"Very good news": Strong September report shows U.S. added 254k jobs

The jobs report is the latest in a wave of good economic news

By Griffin Eckstein

News Fellow

Published October 4, 2024 4:44PM (EDT)

U.S. President Joe Biden holds news conference at the 2024 NATO Summit on July 11, 2024 in Washington, DC. (Kevin Dietsch/Getty Images)
U.S. President Joe Biden holds news conference at the 2024 NATO Summit on July 11, 2024 in Washington, DC. (Kevin Dietsch/Getty Images)

The U.S. added 254,000 jobs in September, demonstrating strong economic vitals just 31 days before the election.

The report from the Bureau of Labor Statistics was released Friday morning and showed the U.S. in September had the strongest job growth in six months.

The unemployment rate, which has hovered around 4% since 2022, hit a 54-year low in January of last year. September’s numbers showed once again that the economy remains strong.

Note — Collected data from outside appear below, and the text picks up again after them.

//! Elemental dashboard test harness
//!
//! A Rust-controlled browser-automation layer for end-to-end testing of
//! the Elemental OS-management extension:
//! - drives a real browser through a WebDriver endpoint
//! - names every selector behind a stable vocabulary
//! - settles the UI after each action with a uniform, inescapable delay
//! - caches authenticated sessions across scenarios
//! - wraps every eventual-consistency wait in an explicit poll budget
//!
//! # Architecture
//!
//! ```text
//! ┌─────────────────────────────────────────────────────────────┐
//! │                    Scenario suite (crates/e2e)              │
//! ├─────────────────────────────────────────────────────────────┤
//! │  Lifecycle macros                                           │
//! │    registration │ inventory │ catalog │ channels │ cluster  │
//! ├─────────────────────────────────────────────────────────────┤
//! │  Ui vocabulary        click_button / type_value /           │
//! │                       click_nav_menu / expect_* / kv rows   │
//! │  session::login       request watch + landmark + cache      │
//! ├─────────────────────────────────────────────────────────────┤
//! │  Settled<B>           fixed settle quantum per primitive    │
//! ├─────────────────────────────────────────────────────────────┤
//! │  Browser (trait)      goto/click/type/clear/reload +        │
//! │                       bounded text waits + session snapshot │
//! │    └── WebBrowser     thirtyfour over chromedriver          │
//! └─────────────────────────────────────────────────────────────┘
//! ```

pub mod browser;
pub mod catalog;
pub mod channels;
pub mod chromedriver;
pub mod cluster;
pub mod config;
pub mod downloads;
pub mod error;
pub mod hardware;
pub mod inventory;
pub mod poll;
pub mod registration;
pub mod runner;
pub mod session;
pub mod settle;
pub mod target;
pub mod ui;
pub mod webdriver;

#[cfg(test)]
pub(crate) mod fake;

pub use browser::{Browser, KeyStroke, Scope, SessionState};
pub use config::{Channel, Config};
pub use error::{Error, Result};
pub use poll::{poll_until, PollBudget};
pub use runner::{Scenario, ScenarioCtx, SuiteReport, SuiteRunner};
pub use session::{login, Credentials, SessionCache};
pub use settle::Settled;
pub use target::Target;
pub use ui::{TypeValue, Ui};
pub use webdriver::{WebBrowser, WebDriverConfig};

Former President Donald Trump has hit Kamala Harris hard on economic issues in recent speeches, claiming that she would usher in the worst recession since the Great Depression. His remarks came despite the stock market’s record highs during her tenure as vice president.

The Biden administration touted the report as evidence of policy successes.

“The past two days, we’ve gotten some very good news about the American economy,” President Joe Biden said in a Friday press briefing, celebrating the reports and a swift end to a dockworkers' strike that spurred fears of shortages. 

The strong economic numbers come two weeks after the Federal Reserve significantly cut interest rates, an indication that the U.S. moved through the deepest period of inflation while avoiding a recession.

Trump dismissed the jobs numbers, saying that the increase in overall jobs was due to work going to "illegal migrants."